Abbreviations used in this paper:IPH = intraparenchymal hemorrhage; SAH = subarachnoid hemorrhage.

Abstract

Subarachnoid hemorrhage following intracranial aneurysmal rupture is a major cause of morbidity and mortality. Several factors may affect the probability of rupture, such as tobacco and alcohol use; size, shape, and location of the aneurysm; presence of intraluminal thrombus; and even the sex of the patient. However, few data correlate such findings with the timing of aneurysmal rupture. The authors report 2 cases of middle-age women with headache and MRI findings of incidental aneurysms.

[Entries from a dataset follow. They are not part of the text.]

//! devstack-bootstrap - provision a devstack development VM
//!
//! Runs inside the guest (`provision`, `refresh`, `status`) and on the host
//! (`config export`, `script`) to hand options to the VM orchestrator.

use anyhow::Context;
use clap::{Parser, Subcommand};
use std::path::{Path, PathBuf};
use tracing::{Level, debug, info};
use tracing_subscriber::FmtSubscriber;

use devstack_bootstrap::config::{ConfigLoader, loader::CONFIG_DIR};
use devstack_bootstrap::layout::GuestPaths;
use devstack_bootstrap::runner::SystemRunner;
use devstack_bootstrap::state::StatusFile;
use devstack_bootstrap::{BootstrapConfig, Provisioner, RunReport, render};

#[derive(Parser)]
#[command(name = "devstack-bootstrap")]
#[command(author, version, about = "Provision a devstack development VM", long_about = None)]
struct Cli {
    /// Enable verbose output
    #[arg(short, long, action = clap::ArgAction::Count, global = true)]
    verbose: u8,

    /// Directory holding devstack-bootstrap.yaml and devstack-bootstrap.d/
    #[arg(long, env = "DEVSTACK_BOOTSTRAP_CONFIG", default_value = CONFIG_DIR, global = true)]
    config_dir: PathBuf,

    #[command(subcommand)]
    command: Option<Commands>,
}

#[derive(Subcommand)]
enum Commands {
    /// Full provisioning (packages, checkouts, launcher, refresh)
    Provision,
    /// Re-sync sources into the stack directory and re-link plugins
    Refresh,
    /// Show the status of the last run
    Status,
    /// Inspect or export the resolved options
    Config {
        #[command(subcommand)]
        action: ConfigAction,
    },
    /// Print the equivalent shell provisioner
    Script {
        /// Write to a file instead of stdout
        #[arg(short, long)]
        output: Option<PathBuf>,
    },
}

#[derive(Subcommand)]
enum ConfigAction {
    /// Print the resolved options
    Show {
        /// Print JSON instead of YAML
        #[arg(long)]
        json: bool,
    },
    /// Render the Vagrant option file
    Export {
        /// Write to a file instead of stdout
        #[arg(short, long)]
        output: Option<PathBuf>,
    },
}

fn init_logging(verbosity: u8) {
    let level = match verbosity {
        0 => Level::INFO,
        1 => Level::DEBUG,
        _ => Level::TRACE,
    };

    let subscriber = FmtSubscriber::builder()
        .with_max_level(level)
        .with_target(false)
        .with_thread_ids(false)
        .with_writer(std::io::stderr)
        .compact()
        .finish();

    tracing::subscriber::set_global_default(subscriber)
        .expect("Failed to set tracing subscriber");
}

async fn emit(content: &str, output: Option<&Path>) -> anyhow::Result<()> {
    match output {
        Some(path) => {
            tokio::fs::write(path, content)
                .await
                .with_context(|| format!("writing {}", path.display()))?;
            info!("Wrote {}", path.display());
        }
        None => print!("{}", content),
    }
    Ok(())
}

fn log_report(report: &RunReport) {
    if report.resumed_interrupted {
        info!("Recovered from an interrupted run");
    }
    if let Some(pm) = report.package_manager {
        info!("Packages installed with {}", pm);
    }
    for dir in &report.cloned {
        info!("Cloned {}", dir.display());
    }
    for (name, stats) in &report.synced {
        info!("Synced {} ({} files copied)", name, stats.files_copied);
    }
    info!(
        "{} config samples installed, {} plugin links created, {} aliases added",
        report.samples_installed, report.links_created, report.aliases_added
    );
}

#[tokio::main]
async fn main() -> anyhow::Result<()> {
    let cli = Cli::parse();
    init_logging(cli.verbose);

    let config: BootstrapConfig = ConfigLoader::new(&cli.config_dir)
        .load()
        .await
        .with_context(|| format!("loading options from {}", cli.config_dir.display()))?;

    let runner = SystemRunner;
    let provisioner = || {
        let binary = std::env::current_exe().unwrap_or_else(|_| PathBuf::from("devstack-bootstrap"));
        Provisioner::new(&config, &runner).with_launcher(binary, &cli.config_dir)
    };

    match cli.command {
        Some(Commands::Provision) | None => {
            info!("Provisioning guest");
            let report = provisioner().provision().await.context("provisioning failed")?;
            log_report(&report);
        }
        Some(Commands::Refresh) => {
            info!("Refreshing stack sources");
            let report = provisioner().refresh().await.context("refresh failed")?;
            log_report(&report);
        }
        Some(Commands::Status) => {
            let paths = GuestPaths::from_config(&config);
            let file = StatusFile::new(paths.status_file());
            debug!("Reading {}", file.path().display());
            let status = file
                .read()
                .await
                .with_context(|| format!("cannot read {}", file.path().display()))?;
            println!("{}", serde_json::to_string_pretty(&status)?);
        }
        Some(Commands::Config { action }) => match action {
            ConfigAction::Show { json } => {
                let rendered = if json {
                    serde_json::to_string_pretty(&config)? + "\n"
                } else {
                    serde_yaml::to_string(&config)?
                };
                print!("{}", rendered);
            }
            ConfigAction::Export { output } => {
                let rendered = render::render_vagrant_config(&config)?;
                emit(&rendered, output.as_deref()).await?;
            }
        },
        Some(Commands::Script { output }) => {
            let rendered = render::render_shell_provisioner(&config)?;
            emit(&rendered, output.as_deref()).await?;
        }
    }

    Ok(())
}
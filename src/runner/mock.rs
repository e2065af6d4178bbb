//! Recording command runner for testing
//!
//! Records every command instead of launching it.
//!
//! # Example
//! ```
//! use devstack_bootstrap::runner::mock::RecordingRunner;
//!
//! let runner = RecordingRunner::new()
//!     .with_missing("apt-get")
//!     .with_failing("yum", 1);
//! assert!(runner.commands().is_empty());
//! ```

use super::{CommandOutput, CommandRunner, CommandSpec};
use crate::ProvisionError;
use async_trait::async_trait;
use std::collections::HashMap;
use std::path::PathBuf;
use std::sync::Mutex;

/// Runner that records commands and answers from canned results
#[derive(Debug, Default)]
pub struct RecordingRunner {
    missing: Vec<String>,
    failing: HashMap<String, i32>,
    simulate_clones: bool,
    commands: Mutex<Vec<CommandSpec>>,
}

impl RecordingRunner {
    /// Create a runner where every command succeeds
    pub fn new() -> Self {
        Self::default()
    }

    /// Treat `program` as not installed (starting it fails)
    pub fn with_missing(mut self, program: &str) -> Self {
        self.missing.push(program.to_string());
        self
    }

    /// Make `program` exit with `code`
    pub fn with_failing(mut self, program: &str, code: i32) -> Self {
        self.failing.insert(program.to_string(), code);
        self
    }

    /// Create the target directory of `git clone <url> <dir>`
    pub fn with_simulated_clones(mut self) -> Self {
        self.simulate_clones = true;
        self
    }

    /// All recorded commands in order
    pub fn commands(&self) -> Vec<CommandSpec> {
        self.commands
            .lock()
            .map(|c| c.clone())
            .unwrap_or_default()
    }

    /// Recorded commands rendered as command lines
    pub fn command_lines(&self) -> Vec<String> {
        self.commands().iter().map(ToString::to_string).collect()
    }

    fn record(&self, cmd: &CommandSpec) {
        if let Ok(mut commands) = self.commands.lock() {
            commands.push(cmd.clone());
        }
    }
}

#[async_trait]
impl CommandRunner for RecordingRunner {
    async fn run(&self, cmd: &CommandSpec) -> Result<CommandOutput, ProvisionError> {
        self.record(cmd);

        if self.missing.contains(&cmd.program) {
            return Err(ProvisionError::Command(format!(
                "failed to start {}: No such file or directory",
                cmd.program
            )));
        }

        if let Some(code) = self.failing.get(&cmd.program) {
            return Ok(CommandOutput::failed(*code, format!("{} failed", cmd.program)));
        }

        if self.simulate_clones && cmd.program == "git" && cmd.args.first().is_some_and(|a| a == "clone") {
            if let Some(target) = cmd.args.get(2) {
                tokio::fs::create_dir_all(PathBuf::from(target)).await?;
            }
        }

        Ok(CommandOutput::ok())
    }
}

#[cfg(test)]
mod tests {
    use super::*;

    #[tokio::test]
    async fn test_records_and_answers() {
        let runner = RecordingRunner::new()
            .with_missing("apt-get")
            .with_failing("yum", 2);

        assert!(runner.run(&CommandSpec::new("apt-get")).await.is_err());
        let output = runner.run(&CommandSpec::new("yum")).await.unwrap();
        assert_eq!(output.code, Some(2));
        assert!(runner.run(&CommandSpec::new("git")).await.unwrap().success());

        assert_eq!(runner.command_lines(), vec!["apt-get", "yum", "git"]);
    }
}
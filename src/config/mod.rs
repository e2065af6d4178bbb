//! VM and guest configuration
//!
//! Options are read once from YAML and never mutated afterwards. The VM
//! options are consumed by the orchestrator on the host; the `guest`
//! section drives provisioning inside the VM.

pub mod loader;
pub mod merge;

pub use loader::{ConfigLoader, load_config};

use serde::{Deserialize, Serialize};
use std::collections::BTreeMap;

/// Default Ubuntu box image
pub const DEFAULT_UBUNTU_BOX: &str = "sputnik13/trusty64";

/// Default Fedora box image
pub const DEFAULT_FEDORA_BOX: &str = "box-cutter/fedora20";

/// Default VM memory in MiB
pub const DEFAULT_VM_MEMORY: u32 = 8192;

/// Default VM CPU count
pub const DEFAULT_VM_CPUS: u32 = 2;

/// Resolved bootstrap configuration
#[derive(Debug, Clone, PartialEq, Serialize, Deserialize)]
#[serde(default)]
pub struct BootstrapConfig {
    /// Explicit guest hostname
    pub hostname: Option<String>,

    /// Guest port => host port mappings
    pub forwarded_port: BTreeMap<u16, u16>,

    /// Box image for Ubuntu guests
    pub ubuntu_box: String,

    /// Box image for Fedora guests
    pub fedora_box: String,

    /// Proxy used for package downloads
    pub package_proxy: Option<String>,

    /// Run stack.sh once provisioning is done
    pub install_devstack: bool,

    /// Install compiler toolchain and headers
    pub install_build_deps: bool,

    /// Install tmate for shared terminal sessions
    pub install_tmate: bool,

    /// Clone rally into the guest home
    pub install_rally: bool,

    /// RAM configured for the VM (MiB)
    pub vm_memory: u32,

    /// CPU cores configured for the VM
    pub vm_cpus: u32,

    /// Guest-side layout and sources
    pub guest: GuestConfig,
}

impl Default for BootstrapConfig {
    fn default() -> Self {
        Self {
            hostname: None,
            forwarded_port: BTreeMap::new(),
            ubuntu_box: DEFAULT_UBUNTU_BOX.to_string(),
            fedora_box: DEFAULT_FEDORA_BOX.to_string(),
            package_proxy: None,
            install_devstack: false,
            install_build_deps: true,
            install_tmate: false,
            install_rally: true,
            vm_memory: DEFAULT_VM_MEMORY,
            vm_cpus: DEFAULT_VM_CPUS,
            guest: GuestConfig::default(),
        }
    }
}

/// Guest-side configuration
#[derive(Debug, Clone, PartialEq, Serialize, Deserialize)]
#[serde(default)]
pub struct GuestConfig {
    /// Login user inside the guest
    pub user: String,

    /// Home directory; defaults to /home/<user>
    pub home: Option<String>,

    /// Directory devstack installs services into
    pub stack_dir: String,

    /// Project synchronized into the stack directory
    pub project: String,

    /// Client/dashboard checkouts synced when present
    pub siblings: Vec<String>,

    /// devstack repository URL
    pub devstack_repo: String,

    /// rally repository URL
    pub rally_repo: String,

    /// Content written to ~/.gitconfig
    pub gitconfig: Option<String>,

    /// Prefix package manager calls with `sudo -E`
    pub sudo: bool,
}

impl Default for GuestConfig {
    fn default() -> Self {
        Self {
            user: "vagrant".to_string(),
            home: None,
            stack_dir: "/opt/stack".to_string(),
            project: "cue".to_string(),
            siblings: vec!["python-cueclient".to_string(), "cue-dashboard".to_string()],
            devstack_repo: "https://git.openstack.org/openstack-dev/devstack".to_string(),
            rally_repo: "https://git.openstack.org/openstack/rally".to_string(),
            gitconfig: None,
            sudo: true,
        }
    }
}

impl GuestConfig {
    /// Resolved home directory
    pub fn home_dir(&self) -> String {
        self.home
            .clone()
            .unwrap_or_else(|| format!("/home/{}", self.user))
    }
}

impl BootstrapConfig {
    /// Parse a configuration from YAML, filling unset options with defaults
    pub fn from_yaml(yaml: &str) -> Result<Self, serde_yaml::Error> {
        if yaml.trim().is_empty() {
            return Ok(Self::default());
        }
        serde_yaml::from_str(yaml)
    }

    /// Extra packages requested by the feature toggles
    pub fn extra_packages(&self) -> Vec<&'static str> {
        let mut packages = Vec::new();
        if self.install_tmate {
            packages.push("tmate");
        }
        packages
    }
}

#[cfg(test)]
mod tests {
    use super::*;

    #[test]
    fn test_defaults() {
        let config = BootstrapConfig::default();
        assert_eq!(config.hostname, None);
        assert!(config.forwarded_port.is_empty());
        assert_eq!(config.ubuntu_box, "sputnik13/trusty64");
        assert_eq!(config.fedora_box, "box-cutter/fedora20");
        assert_eq!(config.package_proxy, None);
        assert!(!config.install_devstack);
        assert!(config.install_build_deps);
        assert!(!config.install_tmate);
        assert!(config.install_rally);
        assert_eq!(config.vm_memory, 8192);
        assert_eq!(config.vm_cpus, 2);
        assert_eq!(config.guest.home_dir(), "/home/vagrant");
        assert_eq!(config.guest.stack_dir, "/opt/stack");
    }

    #[test]
    fn test_partial_yaml_keeps_defaults() {
        let yaml = r#"
hostname: dev
vm_memory: 4096
forwarded_port:
  8795: 8795
  80: 8080
guest:
  user: stack
"#;
        let config = BootstrapConfig::from_yaml(yaml).unwrap();
        assert_eq!(config.hostname.as_deref(), Some("dev"));
        assert_eq!(config.vm_memory, 4096);
        assert_eq!(config.vm_cpus, 2);
        assert_eq!(config.forwarded_port.get(&80), Some(&8080));
        assert_eq!(config.guest.home_dir(), "/home/stack");
        assert_eq!(config.guest.project, "cue");
    }

    #[test]
    fn test_empty_yaml() {
        let config = BootstrapConfig::from_yaml("  \n").unwrap();
        assert_eq!(config, BootstrapConfig::default());
    }

    #[test]
    fn test_extra_packages() {
        let mut config = BootstrapConfig::default();
        assert!(config.extra_packages().is_empty());
        config.install_tmate = true;
        assert_eq!(config.extra_packages(), vec!["tmate"]);
    }
}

Magnetic resonance imaging showed evidence of surrounding parenchymal edema, and in one case there was a clear increase in edema during follow-up, suggesting a progressive inflammatory process that culminated with rupture. These findings raise the possibility that bleb formation and an enlargement of a cerebral aneurysm might be associated with an inflammatory reaction of the aneurysm wall resulting in perianeurysmal edema and subsequent aneurysmal rupture. There may be a temporal link between higher degree of edema and higher risk for rupture, including risk for immediate rupture.

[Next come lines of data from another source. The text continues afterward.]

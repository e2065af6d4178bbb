//! Template context building
//!
//! Builds the rendering context from the resolved configuration and the
//! guest layout.

use crate::config::BootstrapConfig;
use crate::layout::{CONFIG_SAMPLES, GuestPaths, SIBLING_EXCLUDES, SYNC_EXCLUDES, alias_lines};
use crate::packages::{PackageManager, PackageStrategy};
use minijinja::value::Value;
use std::collections::HashMap;

/// Build the template context for a configuration
pub fn build_context(config: &BootstrapConfig) -> HashMap<String, Value> {
    let mut ctx = HashMap::new();

    // VM options, as the orchestrator sees them
    ctx.insert("vm".to_string(), Value::from_serialize(config));

    ctx.insert("guest".to_string(), build_guest_context(config));

    ctx.insert("packages".to_string(), build_packages_context(config));

    let sudo = if config.guest.sudo { "sudo -E " } else { "" };
    ctx.insert("sudo".to_string(), Value::from(sudo));

    ctx
}

fn build_guest_context(config: &BootstrapConfig) -> Value {
    let paths = GuestPaths::from_config(config);
    let mut guest = HashMap::new();

    let path_str = |p: std::path::PathBuf| Value::from(p.to_string_lossy().into_owned());

    guest.insert("user".to_string(), Value::from(config.guest.user.clone()));
    guest.insert("home".to_string(), path_str(paths.home.clone()));
    guest.insert("stack_dir".to_string(), path_str(paths.stack_dir.clone()));
    guest.insert("project".to_string(), Value::from(config.guest.project.clone()));
    guest.insert(
        "siblings".to_string(),
        Value::from_serialize(&config.guest.siblings),
    );
    guest.insert(
        "devstack_repo".to_string(),
        Value::from(config.guest.devstack_repo.clone()),
    );
    guest.insert(
        "rally_repo".to_string(),
        Value::from(config.guest.rally_repo.clone()),
    );
    guest.insert(
        "gitconfig".to_string(),
        Value::from_serialize(&config.guest.gitconfig),
    );
    guest.insert("devstack_dir".to_string(), path_str(paths.devstack_dir()));
    guest.insert("rally_dir".to_string(), path_str(paths.rally_dir()));
    guest.insert("bin_dir".to_string(), path_str(paths.bin_dir()));
    guest.insert("refresh_script".to_string(), path_str(paths.refresh_script()));
    guest.insert("bash_aliases".to_string(), path_str(paths.bash_aliases()));
    guest.insert("gitconfig_path".to_string(), path_str(paths.gitconfig()));
    guest.insert("stack_plugin_dir".to_string(), path_str(paths.stack_plugin_dir()));
    guest.insert(
        "excludes".to_string(),
        Value::from_serialize(SYNC_EXCLUDES),
    );
    guest.insert(
        "sibling_excludes".to_string(),
        Value::from_serialize(SIBLING_EXCLUDES),
    );
    guest.insert(
        "config_samples".to_string(),
        Value::from_serialize(CONFIG_SAMPLES),
    );
    guest.insert(
        "aliases".to_string(),
        Value::from_serialize(alias_lines(&paths)),
    );

    Value::from_serialize(&guest)
}

/// Package lists per package manager, keyed by manager name
fn build_packages_context(config: &BootstrapConfig) -> Value {
    let mut lists = HashMap::new();

    for manager in [PackageManager::Apt, PackageManager::Yum] {
        let mut packages = vec!["git"];
        packages.extend(config.extra_packages());
        if config.install_build_deps {
            packages.extend(manager.build_deps());
        }
        let key = match manager {
            PackageManager::Apt => "apt",
            PackageManager::Yum => "yum",
        };
        lists.insert(key, packages);
    }

    Value::from_serialize(&lists)
}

Subarachnoid hemorrhage (SAH) following intracranial aneurysmal rupture is a major cause of morbidity and mortality.2 Several factors may affect the probability of rupture, such as use of tobacco or alcohol; size, shape, and location of the aneurysm; presence of intraluminal thrombus; and even the sex of the patient.1,2 However, few data correlate such findings with the timing of aneurysmal rupture.2

Hiu et al.5 highlighted the role of surrounding brain edema as an early manifestation in the course to aneurysmal rupture. We report 2 similar cases, suggesting that perianeurysmal parenchymal edema is a marker preceding acute aneurysmal rupture, and discuss pertinent hypotheses.

Case Report

Case 1

A 37-year-old woman presented for neuroradiological investigation of a 3-month history of progressively worsening pulsatile headache. Her medical history was negative for smoking, alcohol intake, and medication use. She denied any family history of intracranial aneurysms. Her clinical and neurological examinations were unremarkable. Brain MRI revealed a saccular aneurysm of approximately 5 mm at the anterior communicating artery complex (Fig. 1A). It also showed vasogenic edema surrounding the aneurysm, characterized by hypointensity on T1-weighted and hyperintensity on T2-weighted and FLAIR sequences (Fig. 1A).

Fig. 1.
Fig. 1.

Case 1. A: The first MR images disclosed a saccular aneurysm of approximately 5 mm in the anterior communicating artery complex invading the right frontobasal parenchyma. B: Follow-up MR images 2 months later revealed evidence of a bleb formation and increase in edema sign. C: The first brain CT scans after sudden headache, disclosing Fisher Grade 4 SAH and right frontal intraparenchymatous hemorrhage. D: Brain CT scans obtained after definite management of the aneurysm.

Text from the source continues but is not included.